Finding Eigenvalues of Matrix A: Wrong Answer, What Am I Doing Wrong?

[Yankel]

Hello all,

I have a matrix A and I am looking for it's eigenvalues. No matter what I do, I find that the eigenvalues are 0, 1 and (k+1), while the answer of both the book and Maple is 0 and (k+2). I tried two different technical approaches, both led to the same place.

The matrix is:

\[A=\begin{pmatrix} 1 &1 &k \\ 1 &1 &k \\ 1 &1 &k \end{pmatrix}\]

I have stated with calculating

\[\lambda I-A\]

which is

\[A=\begin{pmatrix} \lambda -1 &-1 &-k \\ -1 &\lambda -1 &-k \\ -1 &-1 &\lambda -k \end{pmatrix}\]

Now I calculate the determinant of this matrix. Whatever I do, I get the wrong answer. Can you please assist ?

Thank you.

 

[Jameson]

Hi Yankel,

I believe you actually want to find $\text{det }(A-\lambda I)=0$ in order to calculate the eigenvalues. What do you get when you try that?

 

[topsquark]

Is your determinant [math]\lambda ^3 - \lambda ^2(k + 2)[/math]?

-Dan

 

[Opalg]

Hello all,

I have a matrix A and I am looking for it's eigenvalues. No matter what I do, I find that the eigenvalues are 0, 1 and (k+1), while the answer of both the book and Maple is 0 and (k+2). I tried two different technical approaches, both led to the same place.

The matrix is:

\[A=\begin{pmatrix} 1 &1 &k \\ 1 &1 &k \\ 1 &1 &k \end{pmatrix}\]

I have stated with calculating

\[\lambda I-A\]

which is

\[A=\begin{pmatrix} \lambda -1 &-1 &-k \\ -1 &\lambda -1 &-k \\ -1 &-1 &\lambda -k \end{pmatrix}\]
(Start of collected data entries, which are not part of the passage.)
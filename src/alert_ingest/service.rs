//! Alert ingest service
//!
//! Envelope parsing, event extraction, and the derived group view

use super::repository::AlertRepository;
use super::types::*;
use crate::error::{Error, Result};
use serde_json::Value;
use std::collections::HashMap;

/// Alert service for ingest and group queries
pub struct AlertService {
    repo: AlertRepository,
}

impl AlertService {
    pub fn new(repo: AlertRepository) -> Self {
        Self { repo }
    }

    /// Ingest a raw webhook payload. Returns the number of stored events.
    ///
    /// The raw envelope is preserved verbatim on every row; known fields are
    /// extracted best-effort. Manual group state is never touched on ingest.
    pub async fn ingest(&self, raw: Value) -> Result<usize> {
        let envelope: WebhookEnvelope = serde_json::from_value(raw.clone())
            .map_err(|e| Error::Validation(format!("unrecognized alert envelope: {}", e)))?;

        let mut stored = 0;
        for alert in &envelope.alerts {
            let event = extract_event(&envelope, alert, &raw);
            let id = self.repo.insert_event(&event).await?;
            stored += 1;

            tracing::info!(
                event_id = id,
                alert_name = event.alert_name.as_deref().unwrap_or("unknown"),
                group_identifier = %event.group_identifier,
                alert_status = event.alert_status.as_deref().unwrap_or("unknown"),
                severity = event.severity.as_deref().unwrap_or("unknown"),
                "Alert event stored"
            );
        }

        if stored == 0 {
            tracing::warn!("Alert envelope contained no alerts");
        }

        Ok(stored)
    }

    /// Recent events, newest first
    pub async fn list_events(&self, limit: i64) -> Result<Vec<AlertEvent>> {
        self.repo.list_events(limit.clamp(1, 1000)).await
    }

    /// Derived group view with manual resolution applied
    pub async fn groups(&self) -> Result<Vec<AlertGroupView>> {
        let latest = self.repo.latest_event_per_group().await?;
        let aggregates = self.repo.group_aggregates().await?;
        let states: HashMap<String, AlertGroupState> = self
            .repo
            .list_group_states()
            .await?
            .into_iter()
            .map(|s| (s.identifier.clone(), s))
            .collect();

        let latest_by_group: HashMap<String, AlertEvent> = latest
            .into_iter()
            .map(|e| (e.group_identifier.clone(), e))
            .collect();

        let mut views = Vec::with_capacity(aggregates.len());
        for agg in aggregates {
            let Some(event) = latest_by_group.get(&agg.group_identifier) else {
                continue;
            };
            let manual = states.get(&agg.group_identifier);
            let status = effective_status(
                event.alert_status.as_deref(),
                manual,
                agg.last_firing_at,
            );
            views.push(AlertGroupView {
                identifier: agg.group_identifier,
                alert_name: event.alert_name.clone(),
                stream_name: event.stream_name.clone(),
                latest_status: event.alert_status.clone(),
                latest_severity: event.severity.clone(),
                status,
                event_count: agg.event_count,
                last_received_at: agg.last_received_at,
                resolved_at: manual.and_then(|s| s.resolved_at),
            });
        }
        Ok(views)
    }

    /// All manual resolution records
    pub async fn list_group_states(&self) -> Result<Vec<AlertGroupState>> {
        self.repo.list_group_states().await
    }

    /// Manually mark a group resolved (or clear the mark)
    pub async fn upsert_group_state(
        &self,
        req: &UpsertGroupStateRequest,
    ) -> Result<AlertGroupState> {
        if req.identifier.is_empty() || req.identifier.len() > 1024 {
            return Err(Error::Validation(
                "identifier must be 1-1024 characters".to_string(),
            ));
        }
        self.repo
            .upsert_group_state(&req.identifier, req.resolved)
            .await
    }
}

/// Build an insertable event from one alert of the envelope
fn extract_event(envelope: &WebhookEnvelope, alert: &WebhookAlert, raw: &Value) -> NewAlertEvent {
    let alert_name = alert.labels.get("alertname").cloned();
    let stream_name = alert.labels.get("stream_name").cloned();
    let severity = alert.labels.get("severity").map(|s| normalize_severity(s));
    let alert_uid = alert
        .labels
        .get("__alert_rule_uid__")
        .or_else(|| alert.labels.get("alert_uid"))
        .cloned();

    let group_identifier = derive_identifier(
        alert.fingerprint.as_deref(),
        alert_name.as_deref(),
        stream_name.as_deref(),
        severity.as_deref(),
    );

    NewAlertEvent {
        receiver: envelope.receiver.clone(),
        group_key: envelope.group_key.clone(),
        notification_status: envelope.status.clone(),
        alert_status: alert.status.clone(),
        alert_name,
        alert_uid,
        severity,
        stream_name,
        fingerprint: alert.fingerprint.clone(),
        group_identifier,
        summary: alert.annotations.get("summary").cloned(),
        description: alert.annotations.get("description").cloned(),
        starts_at: WebhookAlert::parse_ts(alert.starts_at.as_deref()),
        ends_at: WebhookAlert::parse_ts(alert.ends_at.as_deref()),
        labels: serde_json::to_value(&alert.labels).unwrap_or_default(),
        annotations: serde_json::to_value(&alert.annotations).unwrap_or_default(),
        values: alert.values.clone().unwrap_or_else(|| Value::Object(Default::default())),
        raw_payload: raw.clone(),
    }
}

#[cfg(test)]
mod tests {
    use super::*;

    #[test]
    fn test_extract_event_fields() {
        let raw = serde_json::json!({
            "receiver": "vectorflow",
            "status": "firing",
            "groupKey": "gk",
            "alerts": [{
                "status": "firing",
                "labels": {
                    "alertname": "WorkerDown",
                    "severity": "HIGH",
                    "stream_name": "dock-cam",
                    "__alert_rule_uid__": "uid-1"
                },
                "annotations": {
                    "summary": "worker stopped publishing",
                    "description": "no frames for 30s"
                },
                "startsAt": "2025-07-01T09:00:00Z",
                "fingerprint": "fp-9"
            }]
        });
        let envelope: WebhookEnvelope = serde_json::from_value(raw.clone()).unwrap();
        let event = extract_event(&envelope, &envelope.alerts[0], &raw);

        assert_eq!(event.alert_name.as_deref(), Some("WorkerDown"));
        assert_eq!(event.severity.as_deref(), Some("critical"));
        assert_eq!(event.stream_name.as_deref(), Some("dock-cam"));
        assert_eq!(event.alert_uid.as_deref(), Some("uid-1"));
        assert_eq!(event.group_identifier, "fp-9");
        assert_eq!(event.summary.as_deref(), Some("worker stopped publishing"));
        assert!(event.starts_at.is_some());
        assert!(event.ends_at.is_none());
        assert_eq!(event.raw_payload, raw);
    }

    #[test]
    fn test_extract_event_without_fingerprint_uses_composite() {
        let raw = serde_json::json!({
            "alerts": [{
                "status": "firing",
                "labels": { "alertname": "HighFlow", "severity": "warn" }
            }]
        });
        let envelope: WebhookEnvelope = serde_json::from_value(raw.clone()).unwrap();
        let event = extract_event(&envelope, &envelope.alerts[0], &raw);
        assert_eq!(event.group_identifier, "HighFlow|unknown|warning");
    }
}
//! StreamStore - declared stream configuration + runtime facts
//!
//! ## Responsibilities
//!
//! - Stream CRUD with range validation
//! - Runtime-fact persistence (handle, started_at, last_error, status)
//! - Lifecycle preconditions (no delete while a worker is attached)
//!
//! Activation side effects live in the reconciler; this store only records
//! desired and observed state.

mod repository;
mod service;
mod types;

pub use repository::StreamRepository;
pub use service::StreamService;
pub use types::*;

use sqlx::PgPool;

/// StreamStore instance
pub struct StreamStore {
    service: StreamService,
}

impl StreamStore {
    /// Create new StreamStore
    pub fn new(pool: PgPool) -> Self {
        let repo = StreamRepository::new(pool);
        Self {
            service: StreamService::new(repo),
        }
    }

    /// Get service reference
    pub fn service(&self) -> &StreamService {
        &self.service
    }
}
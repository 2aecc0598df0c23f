//! WebAPI - HTTP and WebSocket surface
//!
//! ## Responsibilities
//!
//! - HTTP routes (streams, settings, alerts, metrics)
//! - WebSocket frame streaming
//! - Request validation and status-code mapping
//!
//! Mutations take the stream's serialization lock inside the reconciler;
//! reads go straight to the store and may return slightly stale runtime facts.

mod frame_routes;
mod routes;

pub use routes::create_router;

use axum::extract::State;
use axum::response::IntoResponse;
use axum::Json;

use crate::models::HealthResponse;
use crate::state::AppState;

/// Health check endpoint
pub async fn health_check(State(_state): State<AppState>) -> impl IntoResponse {
    Json(HealthResponse {
        status: "ok".to_string(),
    })
}
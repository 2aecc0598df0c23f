//! VectorFlow Control Plane
//!
//! Fleet manager for per-stream optical-flow workers: persists declared
//! stream configuration, reconciles it against the container/pod runtime,
//! brokers live preview frames from pub/sub to WebSocket subscribers, and
//! ingests alerting webhooks.
//!
//! ## Components
//!
//! 1. StreamStore - declared config + runtime facts (Postgres)
//! 2. SettingsManager - singleton global settings with change notifications
//! 3. AlertIngest - webhook ingestion, alert-group state
//! 4. RuntimeDriver - docker / kubernetes worker lifecycle
//! 5. Reconciler - desired vs actual worker state, per-stream serialization
//! 6. FrameBroker - pub/sub ingest, FPS cap, fan-out
//! 7. SubscriberHub - bounded per-client queues, drop-oldest policy
//! 8. WebAPI - REST + WebSocket surface

pub mod alert_ingest;
pub mod error;
pub mod frame_broker;
pub mod metrics;
pub mod models;
pub mod reconciler;
pub mod runtime_driver;
pub mod schema;
pub mod settings_manager;
pub mod state;
pub mod stream_store;
pub mod subscriber_hub;
pub mod web_api;

pub use error::{Error, Result};
pub use state::{AppConfig, AppState};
Now I calculate the determinant of this matrix. Whatever I do, I get the wrong answer. Can you please assist ?

Thank you.

Check your calculations again! You should find that $\det(\lambda I - A) = \begin{vmatrix} \lambda -1 &-1 &-k \\ -1 &\lambda -1 &-k \\ -1 &-1 &\lambda -k \end{vmatrix} = \lambda^2(\lambda-k-2).$